▶ _Exercise directions_
You are asked to filter the data below and copy every line holding "tests".

════

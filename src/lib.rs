//! Trinity - project quality-validation engine
//!
//! Scores a project along three independent layers (test health,
//! implementation integrity, documentation completeness) and decides
//! whether it meets a configurable quality bar.
//!
//! ```text
//! Configuration -> Validator -> {Classifier, ImportAnalyzer} -> ScoreCalculator -> Reporter
//! ```
//!
//! # Example
//!
//! ```no_run
//! use std::path::Path;
//! use trinity::config::ConfigManager;
//! use trinity::models::ValidationMode;
//! use trinity::validator::Validator;
//!
//! let root = Path::new(".");
//! let manager = ConfigManager::load(root);
//! let mut validator = Validator::from_manager(root, &manager);
//! let result = validator.validate(ValidationMode::All);
//! println!("{} -> {}", result.score.overall.unwrap_or(0), result.valid);
//! ```

pub mod adapters;
pub mod cache;
pub mod classifier;
pub mod cli;
pub mod config;
pub mod error;
pub mod git;
pub mod imports;
pub mod models;
pub mod reporters;
pub mod runner;
pub mod scoring;
pub mod validator;

pub use error::{TrinityError, TrinityResult};
//! Trinity - three-layer project quality gate

use anyhow::Result;
use clap::Parser;
use tracing_subscriber::{fmt, prelude::*, EnvFilter};

use trinity::cli;

fn main() -> Result<()> {
    let cli = cli::Cli::parse();

    // RUST_LOG wins over --log-level when set
    let filter = EnvFilter::try_from_default_env()
        .unwrap_or_else(|_| EnvFilter::new(cli.log_level.as_str()));
    tracing_subscriber::registry()
        .with(fmt::layer().with_writer(std::io::stderr))
        .with(filter)
        .init();

    cli::run(cli)
}
/// Every import reference in `content`, ordered by position, one entry per
/// distinct specifier (first occurrence wins)
pub fn extract_import_refs(content: &str) -> Vec<ImportRef> {
    let mut refs: Vec<ImportRef> = Vec::new();

    for caps in named_from().captures_iter(content) {
        let (Some(whole), Some(bindings), Some(spec)) = (caps.get(0), caps.get(1), caps.get(2))
        else {
            continue;
        };
        refs.push(ImportRef {
            specifier: spec.as_str().to_string(),
            line: line_of(content, whole.start()),
            kind: ImportKind::Named,
            bindings: Some(bindings.as_str().trim().to_string()),
            span: (whole.start(), whole.end()),
        });
    }

    let simple: [(&Regex, ImportKind); 4] = [
        (bare(), ImportKind::Bare),
        (dynamic(), ImportKind::Dynamic),
        (require(), ImportKind::Require),
        (re_export(), ImportKind::ReExport),
    ];
    for (re, kind) in simple {
        for caps in re.captures_iter(content) {
            let (Some(whole), Some(spec)) = (caps.get(0), caps.get(1)) else {
                continue;
            };
            refs.push(ImportRef {
                specifier: spec.as_str().to_string(),
                line: line_of(content, whole.start()),
                kind,
                bindings: None,
                span: (whole.start(), whole.end()),
            });
        }
    }

    refs.sort_by_key(|r| r.span.0);
    let mut seen = std::collections::HashSet::new();
    refs.retain(|r| seen.insert(r.specifier.clone()));
    refs
}

/// Distinct import specifiers in `content`, in source order
pub fn extract_imports_from_str(content: &str) -> Vec<String> {
    extract_import_refs(content)
        .into_iter()
        .map(|r| r.specifier)
        .collect()
}

/// Lexically normalize `.` and `..` components. `None` when the path
/// climbs above its starting point.
pub fn normalize_path(path: &Path) -> Option<PathBuf> {
    let mut out = PathBuf::new();
    for component in path.components() {
        match component {
            Component::CurDir => {}
            Component::ParentDir => {
                if !out.pop() {
                    return None;
                }
            }
            Component::Normal(part) => out.push(part),
            Component::RootDir | Component::Prefix(_) => out.push(component.as_os_str()),
        }
    }
    Some(out)
}

/// Package name of a bare specifier: `@scope/pkg/sub` -> `@scope/pkg`
pub fn package_name(specifier: &str) -> &str {
    let mut parts = specifier.splitn(3, '/');
    let first = parts.next().unwrap_or(specifier);
    if first.starts_with('@') {
        match parts.next() {
            Some(second) => &specifier[..first.len() + 1 + second.len()],
            None => first,
        }
    } else {
        first
    }
}

pub fn is_builtin(specifier: &str) -> bool {
    if specifier.starts_with("node:") {
        return true;
    }
    NODE_BUILTINS.contains(&package_name(specifier))
}

/// Where an import specifier points
#[derive(Debug, Clone, PartialEq, Eq)]
pub enum ImportResolution {
    /// A project file (project-relative path)
    File(String),
    /// A third-party package; `installed` when present in the dependency store
    Package { name: String, installed: bool },
    /// A runtime built-in module
    Builtin(String),
    Unresolved,
}

impl ImportResolution {
    pub fn is_resolved(&self) -> bool {
        !matches!(self, ImportResolution::Unresolved)
    }
}

/// Only JS-family sources carry import statements the regexes understand
fn is_scriptable(path: &str) -> bool {
    matches!(
        language_for_path(path),
        "javascript" | "typescript" | "vue" | "svelte"
    )
}

/// Filesystem-backed import resolver for one project root
#[derive(Debug, Clone)]
pub struct ImportAnalyzer {
    root: PathBuf,
    dependency_store: PathBuf,
}

impl ImportAnalyzer {
    pub fn new(root: impl Into<PathBuf>, config: &TrinityFullConfig) -> Self {
        let root = root.into();
        let dependency_store = root.join(&config.directories.dependency_store);
        Self {
            root,
            dependency_store,
        }
    }

    pub fn root(&self) -> &Path {
        &self.root
    }

    /// File text, or `None` when unreadable or not valid UTF-8
    pub fn read_source(&self, rel: &str) -> Option<String> {
        match std::fs::read_to_string(self.root.join(rel)) {
            Ok(content) => Some(content),
            Err(e) => {
                debug!("Cannot read {}: {}", rel, e);
                None
            }
        }
    }

    /// Import references of a project file; empty when unreadable
    pub fn import_refs(&self, rel: &str) -> Vec<ImportRef> {
        if !is_scriptable(rel) {
            return Vec::new();
        }
        self.read_source(rel)
            .map(|content| extract_import_refs(&content))
            .unwrap_or_default()
    }

    /// Distinct import specifiers of a project file; empty when unreadable
    pub fn extract_imports(&self, rel: &str) -> Vec<String> {
        self.import_refs(rel).into_iter().map(|r| r.specifier).collect()
    }

    /// Fill `imports` for every file, reading in parallel
    pub fn annotate(&self, files: &mut [ProjectFile]) {
        files
            .par_iter_mut()
            .for_each(|file| file.imports = self.extract_imports(&file.path));
    }

    fn probe(&self, rel: &Path) -> Option<String> {
        let rel_str = rel.to_string_lossy().replace('\\', "/");
        if self.root.join(rel).is_file() {
            return Some(rel_str);
        }
        for ext in RESOLVE_EXTENSIONS {
            let candidate = format!("{}{}", rel_str, ext);
            if self.root.join(&candidate).is_file() {
                return Some(candidate);
            }
        }
        for ext in RESOLVE_EXTENSIONS {
            let candidate = format!("{}/index{}", rel_str, ext);
            if self.root.join(&candidate).is_file() {
                return Some(candidate);
            }
        }
        // ESM TypeScript writes `./x.js` for `./x.ts`
        if let Some(stem) = rel_str.strip_suffix(".js") {
            for ext in [".ts", ".tsx"] {
                let candidate = format!("{}{}", stem, ext);
                if self.root.join(&candidate).is_file() {
                    return Some(candidate);
                }
            }
        }
        None
    }

    /// Resolve `specifier` as written in project file `from`
    pub fn resolve(&self, from: &str, specifier: &str) -> ImportResolution {
        let specifier = specifier.trim();
        if specifier.is_empty() {
            return ImportResolution::Unresolved;
        }

        if specifier.starts_with("./") || specifier.starts_with("../") || specifier == "." || specifier == ".." {
            let base = Path::new(from).parent().unwrap_or_else(|| Path::new(""));
            let Some(target) = normalize_path(&base.join(specifier)) else {
                return ImportResolution::Unresolved;
            };
            return match self.probe(&target) {
                Some(found) => ImportResolution::File(found),
                None => ImportResolution::Unresolved,
            };
        }

        if let Some(abs) = specifier.strip_prefix('/') {
            let Some(target) = normalize_path(Path::new(abs)) else {
                return ImportResolution::Unresolved;
            };
            return if self.root.join(&target).exists() {
                ImportResolution::File(target.to_string_lossy().replace('\\', "/"))
            } else {
                ImportResolution::Unresolved
            };
        }

        if is_builtin(specifier) {
            return ImportResolution::Builtin(
                specifier.trim_start_matches("node:").to_string(),
            );
        }

        let name = package_name(specifier).to_string();
        let installed = self.dependency_store.join(&name).is_dir();
        ImportResolution::Package { name, installed }
    }

    /// Whether `specifier` in `from` resolves. Packages always do.
    pub fn validate_import_path(&self, from: &str, specifier: &str) -> bool {
        self.resolve(from, specifier).is_resolved()
    }

    /// Unresolved imports of one file as `(specifier, line)` pairs
    pub fn unresolved_imports(&self, rel: &str) -> Vec<(String, usize)> {
        self.import_refs(rel)
            .into_iter()
            .filter(|r| !self.validate_import_path(rel, &r.specifier))
            .map(|r| (r.specifier, r.line))
            .collect()
    }

    /// Relative imports of one file that resolve to project files
    pub fn local_dependencies(&self, rel: &str) -> Vec<String> {
        self.import_refs(rel)
            .into_iter()
            .filter(|r| r.specifier.starts_with('.'))
            .filter_map(|r| match self.resolve(rel, &r.specifier) {
                ImportResolution::File(path) => Some(path),
                _ => None,
            })
            .collect()
    }
}
//! Rust adapter (Cargo projects)

use super::{read_manifest, LanguageAdapter};
use std::path::Path;

#[derive(Debug, Clone, Copy, Default)]
pub struct RustAdapter;

fn cargo_toml(root: &Path) -> Option<toml::Value> {
    let content = read_manifest(root, "Cargo.toml")?;
    toml::from_str(&content).ok()
}

impl LanguageAdapter for RustAdapter {
    fn name(&self) -> &'static str {
        "rust"
    }

    fn detect(&self, root: &Path) -> bool {
        root.join("Cargo.toml").is_file()
    }

    fn test_patterns(&self) -> Vec<String> {
        vec!["**/tests/**/*.rs".into(), "**/*_test.rs".into()]
    }

    fn file_patterns(&self) -> Vec<String> {
        vec!["**/*.rs".into()]
    }

    fn test_framework(&self, root: &Path) -> Option<String> {
        let manifest = cargo_toml(root)?;
        let dev_deps = manifest.get("dev-dependencies");
        let uses_nextest = root.join(".config/nextest.toml").exists();
        if uses_nextest {
            Some("nextest".to_string())
        } else if dev_deps.and_then(|d| d.get("rstest")).is_some() {
            Some("rstest".to_string())
        } else {
            Some("libtest".to_string())
        }
    }

    fn test_command(&self, root: &Path) -> Option<String> {
        match self.test_framework(root)?.as_str() {
            "nextest" => Some("cargo nextest run".to_string()),
            _ => Some("cargo test".to_string()),
        }
    }

    fn project_name(&self, root: &Path) -> Option<String> {
        cargo_toml(root)?
            .get("package")
            .and_then(|p| p.get("name"))
            .and_then(|n| n.as_str())
            .map(str::to_string)
    }

    fn check_requirements(&self, root: &Path) -> Vec<String> {
        let mut missing = Vec::new();
        let Some(content) = read_manifest(root, "Cargo.toml") else {
            missing.push("Cargo.toml is missing".to_string());
            return missing;
        };
        match toml::from_str::<toml::Value>(&content) {
            Ok(manifest) => {
                let is_workspace = manifest.get("workspace").is_some();
                let has_target = root.join("src/lib.rs").exists() || root.join("src/main.rs").exists();
                if !is_workspace && !has_target {
                    missing.push("neither src/lib.rs nor src/main.rs exists".to_string());
                }
            }
            Err(e) => missing.push(format!("Cargo.toml is not valid TOML: {}", e.message())),
        }
        missing
    }

    fn template(&self, _root: &Path) -> Option<&'static str> {
        Some("rust")
    }
}

#[cfg(test)]
mod tests {
    use super::*;
    use tempfile::tempdir;

    #[test]
    fn test_cargo_project() {
        let dir = tempdir().unwrap();
        std::fs::write(
            dir.path().join("Cargo.toml"),
            "[package]\nname = \"gizmo\"\nversion = \"0.1.0\"\n",
        )
        .unwrap();
        assert!(RustAdapter.detect(dir.path()));
        assert_eq!(RustAdapter.project_name(dir.path()).as_deref(), Some("gizmo"));
        assert_eq!(RustAdapter.test_command(dir.path()).as_deref(), Some("cargo test"));

        let missing = RustAdapter.check_requirements(dir.path());
        assert_eq!(missing.len(), 1);

        std::fs::create_dir(dir.path().join("src")).unwrap();
        std::fs::write(dir.path().join("src/lib.rs"), "").unwrap();
        assert!(RustAdapter.check_requirements(dir.path()).is_empty());
    }
}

════

▶ _Written response_
        vec!["**/tests/**/*.rs".into(), "**/*_test.rs".into()]
mod tests {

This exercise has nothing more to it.